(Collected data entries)
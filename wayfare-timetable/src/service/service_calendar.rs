use chrono::{FixedOffset, NaiveDate, Offset, Utc};
use std::collections::{HashMap, HashSet};

/// which service codes run on which dates, in the feed's local time zone.
#[derive(Clone, Debug)]
pub struct ServiceCalendar {
    offset: FixedOffset,
    codes_by_date: HashMap<NaiveDate, HashSet<u32>>,
}

impl ServiceCalendar {
    pub fn new(offset: FixedOffset) -> ServiceCalendar {
        ServiceCalendar {
            offset,
            codes_by_date: HashMap::new(),
        }
    }

    pub fn utc() -> ServiceCalendar {
        ServiceCalendar::new(Utc.fix())
    }

    pub fn offset(&self) -> FixedOffset {
        self.offset
    }

    pub fn add_service(&mut self, date: NaiveDate, service_code: u32) {
        self.codes_by_date
            .entry(date)
            .or_default()
            .insert(service_code);
    }

    pub fn service_codes_on(&self, date: &NaiveDate) -> HashSet<u32> {
        self.codes_by_date.get(date).cloned().unwrap_or_default()
    }
}
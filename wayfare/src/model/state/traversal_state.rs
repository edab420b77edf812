use super::{CarPickupState, StateData, TraverseMode, VehicleRentalState};
use crate::model::{
    graph::{EdgeId, RentalNetworks, VertexId},
    request::{RoutingRequest, StreetMode},
};
use std::sync::Arc;

pub type StateRef = Arc<TraversalState>;

/// one point on a candidate path.
///
/// states are immutable once built by a [`super::StateEditor`]. each state
/// points at the state it was derived from, so a finished state carries its
/// whole path as a back-chain that never contains cycles.
#[derive(Clone, Debug)]
pub struct TraversalState {
    pub(crate) vertex: VertexId,
    pub(crate) back_edge: Option<EdgeId>,
    pub(crate) back_state: Option<StateRef>,
    pub(crate) back_mode: Option<TraverseMode>,
    pub(crate) time: i64,
    pub(crate) start_time: i64,
    pub(crate) weight: f64,
    pub(crate) walk_distance: f64,
    pub(crate) pre_transit_time: i64,
    pub(crate) num_boardings: u32,
    pub(crate) data: Arc<StateData>,
}

impl TraversalState {
    /// builds the states a search starts from at `vertex` and epoch second `time`.
    ///
    /// modes that change vehicle during the trip may start in more than one
    /// sub-state. an arrive-by search starts from the destination, so its
    /// sub-states are the ones a forward search would end in.
    pub fn initial_states(request: &RoutingRequest, vertex: VertexId, time: i64) -> Vec<StateRef> {
        let arrive_by = request.arrive_by;
        let wheelchair = request.wheelchair.enabled;
        let base = |mode: TraverseMode| {
            let mut data = StateData::new(arrive_by, wheelchair, mode);
            data.may_keep_rented_vehicle = request.rental.allow_keeping_at_destination;
            data
        };

        let data = match request.street_mode {
            StreetMode::Walk => vec![base(TraverseMode::Walk)],
            StreetMode::Bike => vec![base(TraverseMode::Bicycle)],
            StreetMode::Car => vec![base(TraverseMode::Car)],
            StreetMode::BikeRental | StreetMode::ScooterRental | StreetMode::CarRental => {
                let mut walking = base(TraverseMode::Walk);
                if !arrive_by {
                    vec![walking]
                } else {
                    walking.rental_state = VehicleRentalState::HaveRented;
                    let mut states = vec![walking];
                    if let Some(form_factor) = request.street_mode.rental_form_factor() {
                        let renting = |rental_state| {
                            let mut data = base(form_factor.traverse_mode());
                            data.rental_state = rental_state;
                            data.rental_form_factor = Some(form_factor);
                            data.rental_networks = Some(RentalNetworks::Any);
                            data
                        };
                        states.push(renting(VehicleRentalState::RentingFloating));
                        if request.rental.allow_keeping_at_destination {
                            states.push(renting(VehicleRentalState::RentingFromStation));
                        }
                    }
                    states
                }
            }
            StreetMode::BikeToPark | StreetMode::CarToPark => {
                let mut data = if arrive_by {
                    let mut parked = base(TraverseMode::Walk);
                    parked.vehicle_parked = true;
                    parked
                } else {
                    base(request.street_mode.vehicle_mode())
                };
                data.park_and_ride = true;
                vec![data]
            }
            StreetMode::CarPickup => {
                let (walking, in_car) = if arrive_by {
                    (CarPickupState::WalkFromDropOff, CarPickupState::InCar)
                } else {
                    (CarPickupState::WalkToPickup, CarPickupState::InCar)
                };
                let mut walk = base(TraverseMode::Walk);
                walk.car_pickup_state = Some(walking);
                let mut car = base(TraverseMode::Car);
                car.car_pickup_state = Some(in_car);
                vec![walk, car]
            }
        };

        data.into_iter()
            .map(|data| {
                Arc::new(TraversalState {
                    vertex,
                    back_edge: None,
                    back_state: None,
                    back_mode: None,
                    time,
                    start_time: time,
                    weight: 0.0,
                    walk_distance: 0.0,
                    pre_transit_time: 0,
                    num_boardings: 0,
                    data: Arc::new(data),
                })
            })
            .collect()
    }

    pub fn vertex(&self) -> VertexId {
        self.vertex
    }

    pub fn back_edge(&self) -> Option<EdgeId> {
        self.back_edge
    }

    pub fn back_state(&self) -> Option<&StateRef> {
        self.back_state.as_ref()
    }

    pub fn back_mode(&self) -> Option<TraverseMode> {
        self.back_mode
    }

    /// epoch seconds
    pub fn time(&self) -> i64 {
        self.time
    }

    pub fn start_time(&self) -> i64 {
        self.start_time
    }

    /// seconds since the search started, always positive in both directions
    pub fn elapsed_seconds(&self) -> i64 {
        (self.time - self.start_time).abs()
    }

    pub fn weight(&self) -> f64 {
        self.weight
    }

    pub fn walk_distance(&self) -> f64 {
        self.walk_distance
    }

    pub fn pre_transit_time(&self) -> i64 {
        self.pre_transit_time
    }

    pub fn num_boardings(&self) -> u32 {
        self.num_boardings
    }

    pub fn data(&self) -> &StateData {
        &self.data
    }

    pub fn arrive_by(&self) -> bool {
        self.data.arrive_by
    }

    pub fn current_mode(&self) -> TraverseMode {
        self.data.current_mode
    }

    pub fn rental_state(&self) -> VehicleRentalState {
        self.data.rental_state
    }

    pub fn is_renting(&self) -> bool {
        self.data.rental_state.is_renting()
    }

    pub fn vehicle_parked(&self) -> bool {
        self.data.vehicle_parked
    }

    pub fn car_pickup_state(&self) -> Option<CarPickupState> {
        self.data.car_pickup_state
    }

    pub fn entered_no_thru(&self) -> bool {
        self.data.entered_no_thru
    }

    pub fn on_board(&self) -> bool {
        self.data.on_board()
    }

    /// whether a path may end in this state.
    ///
    /// a traveler cannot end a trip on board a vehicle, holding a rented
    /// vehicle that must be returned to a station, or with a vehicle still
    /// to be parked. arrive-by searches check the mirrored conditions at the
    /// origin.
    pub fn is_final(&self) -> bool {
        let data = &self.data;
        if data.on_board() {
            return false;
        }
        if data.arrive_by {
            !data.rental_state.is_renting()
                && !data.vehicle_parked
                && data.car_pickup_state != Some(CarPickupState::WalkFromDropOff)
        } else {
            (data.rental_state != VehicleRentalState::RentingFromStation
                || data.may_keep_rented_vehicle)
                && (!data.park_and_ride || data.vehicle_parked)
                && data.car_pickup_state != Some(CarPickupState::WalkToPickup)
        }
    }

    /// states at the same vertex are interchangeable for dominance only if
    /// their remaining options are the same.
    pub fn is_comparable(&self, other: &TraversalState) -> bool {
        let (a, b) = (&self.data, &other.data);
        self.vertex == other.vertex
            && a.current_mode == b.current_mode
            && a.rental_state == b.rental_state
            && a.vehicle_parked == b.vehicle_parked
            && a.car_pickup_state == b.car_pickup_state
            && a.entered_no_thru == b.entered_no_thru
            && a.trip_binding == b.trip_binding
            && a.back_walking_bike == b.back_walking_bike
    }

    /// walks the back-chain from this state to the initial state.
    pub fn path(&self) -> StatePath<'_> {
        StatePath { next: Some(self) }
    }
}

impl Drop for TraversalState {
    fn drop(&mut self) {
        // unlink the chain iteratively so long paths do not recurse on drop
        let mut next = self.back_state.take();
        while let Some(state) = next {
            next = match Arc::try_unwrap(state) {
                Ok(mut owned) => owned.back_state.take(),
                Err(_) => None,
            };
        }
    }
}

/// iterator over a state and its predecessors, most recent first.
pub struct StatePath<'a> {
    next: Option<&'a TraversalState>,
}

impl<'a> Iterator for StatePath<'a> {
    type Item = &'a TraversalState;

    fn next(&mut self) -> Option<Self::Item> {
        let current = self.next?;
        self.next = current.back_state.as_deref();
        Some(current)
    }
}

■ **Brief**
From the records above, copy only the lines starting with the line that holds "pub fn walk_distance(&self)" and going on through the line that holds "a vehicle still", exactly as written.

■ **Finished exercise**
    pub fn walk_distance(&self) -> f64 {
        self.walk_distance
    }

    pub fn pre_transit_time(&self) -> i64 {
        self.pre_transit_time
    }

    pub fn num_boardings(&self) -> u32 {
        self.num_boardings
    }

    pub fn data(&self) -> &StateData {
        &self.data
    }

    pub fn arrive_by(&self) -> bool {
        self.data.arrive_by
    }

    pub fn current_mode(&self) -> TraverseMode {
        self.data.current_mode
    }

    pub fn rental_state(&self) -> VehicleRentalState {
        self.data.rental_state
    }

    pub fn is_renting(&self) -> bool {
        self.data.rental_state.is_renting()
    }

    pub fn vehicle_parked(&self) -> bool {
        self.data.vehicle_parked
    }

    pub fn car_pickup_state(&self) -> Option<CarPickupState> {
        self.data.car_pickup_state
    }

    pub fn entered_no_thru(&self) -> bool {
        self.data.entered_no_thru
    }

    pub fn on_board(&self) -> bool {
        self.data.on_board()
    }

    /// whether a path may end in this state.
    ///
    /// a traveler cannot end a trip on board a vehicle, holding a rented
    /// vehicle that must be returned to a station, or with a vehicle still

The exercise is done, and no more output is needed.